Kamis, 09 Oktober 2014

Kehilangan



Tak selamanya kehilangan itu buruk. Terkadang, butuh kehilangan terlebih dahulu barulah dapat menghargai. Memang menyakitkan, tapi kehilangan merupakan fase dalam hidup manusia. Setiap orang pasti pernah kehilangan. Tidak terbayangkan apabila Tuhan tidak menciptakan kehilangan, alangkah penuhnya dunia ini. Alangkah penuhnya pikiran ini. Dan alangkah sesaknya hati ini.  Manusia membutuhkan kehilangan.

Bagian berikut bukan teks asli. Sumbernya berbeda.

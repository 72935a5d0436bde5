use std::sync::Arc;
use std::time::Duration;

use bytes::Bytes;
use reqwest::header::{HeaderMap, HeaderName, HeaderValue};
use reqwest::{Method, StatusCode};
use reqwest_middleware::{ClientBuilder, ClientWithMiddleware, Middleware};
use reqwest_tracing::TracingMiddleware;
use rentscope_i18n::LocaleController;
use rentscope_router::Navigator;
use rentscope_session::Session;
use rentscope_storage::KeyValueStore;
use serde::Serialize;
use serde_json::Value;

use crate::interceptors::{AcceptLanguage, AuthExpiry, BaseHeaders, BearerToken, RoleHeader};
use crate::{GatewayConfig, GatewayError};

/// The single chokepoint for backend calls.
///
/// Every request goes through the interceptor pipeline described in
/// [`interceptors`](crate::interceptors).
/// Cloning is cheap: clones share the same connection pool and state.
#[derive(Debug, Clone)]
pub struct GatewayClient {
    http: ClientWithMiddleware,
    base_url: Arc<str>,
    config: Arc<GatewayConfig>,
    store: KeyValueStore,
    session: Session,
    locale: Arc<LocaleController>,
}

/// Assemble a [`GatewayClient`].
pub struct GatewayClientBuilder {
    config: GatewayConfig,
    store: KeyValueStore,
    locale: Arc<LocaleController>,
    navigator: Arc<dyn Navigator>,
    http: Option<reqwest::Client>,
    extra: Vec<Arc<dyn Middleware>>,
}

impl GatewayClientBuilder {
    /// Use a pre-configured `reqwest` client as the transport.
    pub fn http_client(mut self, client: reqwest::Client) -> Self {
        self.http = Some(client);
        self
    }

    /// Append a middleware right before the transport, after request tracing.
    pub fn with<M: Middleware>(mut self, middleware: M) -> Self {
        self.extra.push(Arc::new(middleware));
        self
    }

    pub fn build(self) -> GatewayClient {
        let session = Session::new(self.store.clone());
        let mut builder = ClientBuilder::new(self.http.unwrap_or_default())
            .with(BaseHeaders {
                timeout: self.config.request_timeout,
            })
            .with(BearerToken {
                session: session.clone(),
            })
            .with(AcceptLanguage {
                locale: self.locale.clone(),
            })
            .with(RoleHeader {
                session: session.clone(),
            })
            .with(AuthExpiry {
                session: session.clone(),
                navigator: self.navigator,
            })
            .with(TracingMiddleware::default());
        for middleware in self.extra {
            builder = builder.with_arc(middleware);
        }
        GatewayClient {
            http: builder.build(),
            base_url: self.config.base_url().into(),
            config: Arc::new(self.config),
            store: self.store,
            session,
            locale: self.locale,
        }
    }
}

/// Per-call options: query string, JSON body, timeout and extra headers.
#[derive(Debug, Clone, Default)]
pub struct RequestOptions {
    query: Vec<(String, String)>,
    body: Option<Value>,
    timeout: Option<Duration>,
    headers: HeaderMap,
}

impl RequestOptions {
    pub fn new() -> Self {
        Self::default()
    }

    /// Append a single query parameter.
    pub fn param(mut self, key: impl Into<String>, value: impl ToString) -> Self {
        self.query.push((key.into(), value.to_string()));
        self
    }

    /// Append every field of `params` to the query string.
    ///
    /// `params` must serialize to an object. Null fields are skipped, arrays
    /// become repeated keys, nested objects are sent as JSON.
    pub fn query<T: Serialize + ?Sized>(mut self, params: &T) -> Result<Self, GatewayError> {
        let params = serde_json::to_value(params).map_err(GatewayError::Encode)?;
        match params {
            Value::Object(fields) => {
                for (key, value) in fields {
                    push_query_value(&mut self.query, &key, value);
                }
            }
            Value::Null => {}
            other => {
                return Err(GatewayError::Encode(serde::ser::Error::custom(format!(
                    "query parameters must be an object, got `{other}`"
                ))));
            }
        }
        Ok(self)
    }

    /// Send `body` as JSON.
    pub fn json<T: Serialize + ?Sized>(mut self, body: &T) -> Result<Self, GatewayError> {
        self.body = Some(serde_json::to_value(body).map_err(GatewayError::Encode)?);
        Ok(self)
    }

    /// Override the default timeout for this call.
    pub fn timeout(mut self, timeout: Duration) -> Self {
        self.timeout = Some(timeout);
        self
    }

    pub fn header(mut self, name: HeaderName, value: HeaderValue) -> Self {
        self.headers.insert(name, value);
        self
    }

    /// The query parameters, in insertion order.
    pub fn query_pairs(&self) -> &[(String, String)] {
        &self.query
    }
}

fn push_query_value(query: &mut Vec<(String, String)>, key: &str, value: Value) {
    match value {
        Value::Null => {}
        Value::String(s) => query.push((key.to_owned(), s)),
        Value::Array(items) => {
            for item in items {
                push_query_value(query, key, item);
            }
        }
        other => query.push((key.to_owned(), other.to_string())),
    }
}

/// A successful response, before its body is interpreted.
#[derive(Debug, Clone)]
pub struct RawResponse {
    pub status: StatusCode,
    pub headers: HeaderMap,
    pub body: Bytes,
}

impl GatewayClient {
    pub fn builder(
        config: GatewayConfig,
        store: KeyValueStore,
        locale: Arc<LocaleController>,
        navigator: Arc<dyn Navigator>,
    ) -> GatewayClientBuilder {
        GatewayClientBuilder {
            config,
            store,
            locale,
            navigator,
            http: None,
            extra: Vec::new(),
        }
    }

    pub fn config(&self) -> &GatewayConfig {
        &self.config
    }

    /// The URL paths are appended to.
    pub fn base_url(&self) -> &str {
        &self.base_url
    }

    pub fn session(&self) -> &Session {
        &self.session
    }

    pub fn store(&self) -> &KeyValueStore {
        &self.store
    }

    pub fn locale(&self) -> &Arc<LocaleController> {
        &self.locale
    }

    /// Issue a request and return the JSON payload of the response.
    ///
    /// An empty body is returned as `null`, a body that isn't JSON as a string.
    pub async fn send(
        &self,
        method: Method,
        path: &str,
        options: RequestOptions,
    ) -> Result<Value, GatewayError> {
        let response = self.send_raw(method, path, options).await?;
        Ok(decode_payload(&response.body))
    }

    /// Issue a request and deserialize the JSON payload of the response.
    pub async fn send_as<T: serde::de::DeserializeOwned>(
        &self,
        method: Method,
        path: &str,
        options: RequestOptions,
    ) -> Result<T, GatewayError> {
        let payload = self.send(method, path, options).await?;
        serde_json::from_value(payload).map_err(|e| GatewayError::Decode(e.into()))
    }

    /// Issue a request and return the response as-is, if it was successful.
    #[tracing::instrument(
        name = "Gateway call",
        skip(self, options),
        level = tracing::Level::DEBUG
    )]
    pub async fn send_raw(
        &self,
        method: Method,
        path: &str,
        options: RequestOptions,
    ) -> Result<RawResponse, GatewayError> {
        let url = format!("{}{}", self.base_url, path);
        let url = reqwest::Url::parse(&url).map_err(|e| GatewayError::InvalidUrl {
            url: url.clone(),
            source: e.into(),
        })?;

        let mut request = self.http.request(method, url).headers(options.headers);
        if !options.query.is_empty() {
            request = request.query(&options.query);
        }
        if let Some(body) = &options.body {
            request = request.json(body);
        }
        if let Some(timeout) = options.timeout {
            request = request.timeout(timeout);
        }

        let response = request.send().await.map_err(GatewayError::from_middleware)?;
        let status = response.status();
        let headers = response.headers().clone();
        let body = response
            .bytes()
            .await
            .map_err(|e| GatewayError::Decode(e.into()))?;

        if status.is_success() {
            return Ok(RawResponse {
                status,
                headers,
                body,
            });
        }

        // A body that isn't JSON is kept as text. Only an empty body carries no payload.
        let payload = (!body.is_empty()).then(|| decode_payload(&body));
        tracing::debug!(%status, "The backend returned an error");
        Err(match (status, payload) {
            (StatusCode::UNAUTHORIZED, payload) => GatewayError::AuthExpired { payload },
            (status, Some(payload)) => GatewayError::Backend { status, payload },
            (status, None) => GatewayError::Status { status },
        })
    }
}

fn decode_payload(body: &[u8]) -> Value {
    if body.is_empty() {
        return Value::Null;
    }
    serde_json::from_slice(body)
        .unwrap_or_else(|_| Value::String(String::from_utf8_lossy(body).into_owned()))
}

Seperti kehilangan sebuah gigi, tanpa kita sadari lidah ini akan bergerak ke lubang di gusi yang tadinya duduk dengan kokoh sebuah gigi. Memainkan bekas luka hingga memperpanjang waktu penyembuhan. Ruang mulut sudah terbiasa dengan adanya gigi tersebut, sehingga ketika gigi tersebut dicabut, maka akan ada suasana baru yang aneh dan tidak nyaman sehingga berkali-kali lidah kembali ke sana. Harus melawan keterbiasaan dan rasa nyaman. Harus menciptakan zona nyaman yang baru. Lidah harus diam pada tempatnya, melawan rasa penasaran dan tidak percaya akan kehilangan. Karena apabila terus dimainkan, maka bekas luka akan tidak kunjung sembuh. Sama seperti hati. Ketika kita kehilangan orang yang kita sayangi, maka ada ruang di hati yang turut pergi bersamanya. Yang biasanya ada, menjadi tidak ada. Cukup sulit untuk terbiasa dengan hal itu. Tanpa sadar kita memainkan bekas luka, kembali ke sana dan melihat-lihat, membuat bekas luka itu tak kunjung sembuh. Sehingga pada akhirnya, luka tersebut akan menjadi luka permanen. Tidak seperti gigi yang hilang yang dapat digantikan dengan gigi tiruan, hati yang hilang tidak dapat diganti dengan hati tiruan. Hanya waktu yang dapat menyembuhkan, dan cinta yang mempercepatnya.

Selasa, 07 Oktober 2014

Diam


Ada pepatah yang mengatakan bahwa diam itu emas. Dan untuk mendapatkan sebutir emas, harus ada usaha untuk merengkuh. Tidak semata-mata dipungut begitu saja seperti bunga rapuh. Namun dengan segenap tenaga, ribuan peluh yang terjatuh, atau bahkan kulit yang melepuh. Begitupun dengan diam. Bagi kebanyakan orang, diam itu mudah. Namun bagi segelintir orang yang sedang jatuh cinta, diam itu emas. Butuh usaha besar untuk diam dan usaha yang lebih besar lagi untuk mendiamkan hati yang selalu bicara. Tak selamanya usaha itu mudah. Seperti mencari emas, butuh ribuan peluh terjatuh atau bahkan kulit yang melepuh. Terkadang didiamkan saat jatuh cinta sangatlah menyiksa. Kau lihat aku diam, namun sesungguhnya dalam hati ini ingar-bingar. Terus mendengungkan satu nama ynag diiringi puluhan tanya. Dan sedihnya, terkadang kita harus diam ketika kita mencintai seseorang. Kita harus diam karena mungkin saja ia tidak siap jatuh cinta. Dan seiring berjalannya waktu barulah kita dapat mencintainya sedikit demi sedikit sesuai porsinya. Karena lagi-lagi mungkin saja ia belum siap apabila kita memberikan seluruh cinta kita padanya. Karena hatinya adalah wadah terbatas yang hanya mampu menampung percik demi percik cinta yang kualirkan. Dan lagi-lagi, aku harus diam. Kembali diam hingga ia membeli wadah baru yang lebih besar untuk kuisi kembali.

Oleh karena itu, aku mencoba bersahabat dengan diam. Berusaha diam meski hati terus berteriak. Berusaha diam meski sakit dan lelah. Berusaha diam hingga dia tak juga diam. Dan dalam diam, diam-diam aku berharap, maukah kau membuka sedikit hatimu untuk berbicara?